//! `house-trends` library crate.
//!
//! The binary (`trends`) is a thin wrapper around this library so that:
//!
//! - ingest and aggregation are testable without spawning processes
//! - the text commands and the dashboard share one pipeline

pub mod aggregate;
pub mod app;
pub mod cli;
pub mod domain;
pub mod error;
pub mod io;
pub mod plot;
pub mod report;
pub mod tui;
use crossterm::{
    event::{self, Event, KeyCode, KeyEventKind},
    execute,
    terminal::{EnterAlternateScreen, LeaveAlternateScreen, disable_raw_mode, enable_raw_mode},
};
use plotters::style::RGBColor;
use ratatui::{
    Terminal,
    backend::CrosstermBackend,
    layout::{Constraint, Direction, Layout, Rect},
    style::{Color, Modifier, Style},
    text::{Line, Span, Text},
    widgets::{Block, Borders, Cell, Clear, List, ListItem, ListState, Paragraph, Row, Table},
};
use tracing::{debug, warn};

use crate::app::pipeline::{self, Fallback, SourcePlan};
use crate::app::state::Session;
use crate::cli::RunArgs;
use crate::cli::picker::BundledFile;
use crate::domain::{AgeBucket, PeriodSummary};
use crate::error::AppError;
use crate::io::ingest::IngestOptions;

mod plotters_chart;

use plotters_chart::{ChartStyle, PeriodChart, Series, to_tui_color};

/// Start the TUI.
///
/// Sources are loaded before the terminal is switched to raw mode, so load
/// errors are printed like any other command error.
pub fn run(args: RunArgs) -> Result<(), AppError> {
    let loaded = pipeline::load_session(&args, Fallback::Fail)?;
    let mut app = App::new(loaded.session, loaded.plan, loaded.options);

    let _guard = TerminalGuard::new()?;

    let backend = CrosstermBackend::new(io::stdout());
    let mut terminal = Terminal::new(backend)
        .map_err(|e| AppError::terminal(format!("Failed to initialize terminal: {e}")))?;

    app.event_loop(&mut terminal)
}

/// Ensures the terminal is restored (raw mode, alternate screen) on exit.
struct TerminalGuard;

impl TerminalGuard {
    fn new() -> Result<Self, AppError> {
        enable_raw_mode().map_err(|e| AppError::terminal(format!("Failed to enable raw mode: {e}")))?;
        if let Err(e) = execute!(io::stdout(), EnterAlternateScreen) {
            let _ = disable_raw_mode();
            return Err(AppError::terminal(format!("Failed to enter alternate screen: {e}")));
        }
        Ok(Self)
    }
}

impl Drop for TerminalGuard {
    fn drop(&mut self) {
        let _ = disable_raw_mode();
        let _ = execute!(io::stdout(), LeaveAlternateScreen);
    }
}

/// Chart shown in the chart panel.
#[derive(Debug, Clone, Copy, PartialEq, Eq)]
enum ChartKind {
    Sales,
    TradedSqm,
    AgeMixCounts,
    AgeMixShare,
}

impl ChartKind {
    fn next(self) -> Self {
        match self {
            ChartKind::Sales => ChartKind::TradedSqm,
            ChartKind::TradedSqm => ChartKind::AgeMixCounts,
            ChartKind::AgeMixCounts => ChartKind::AgeMixShare,
            ChartKind::AgeMixShare => ChartKind::Sales,
        }
    }

    fn title(self, granularity: &str) -> String {
        match self {
            ChartKind::Sales => format!("Number of sales per {granularity}"),
            ChartKind::TradedSqm => format!("Total sqm traded per {granularity}"),
            ChartKind::AgeMixCounts => "Age mix (counts)".to_string(),
            ChartKind::AgeMixShare => "Age mix (% of sales)".to_string(),
        }
    }
}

WHAT TO WORK ON
In the records, find every line that has the string "ingest" and copy it.

REPLY TO THE TASK
//! - ingest and aggregation are testable without spawning processes
use crate::io::ingest::IngestOptions;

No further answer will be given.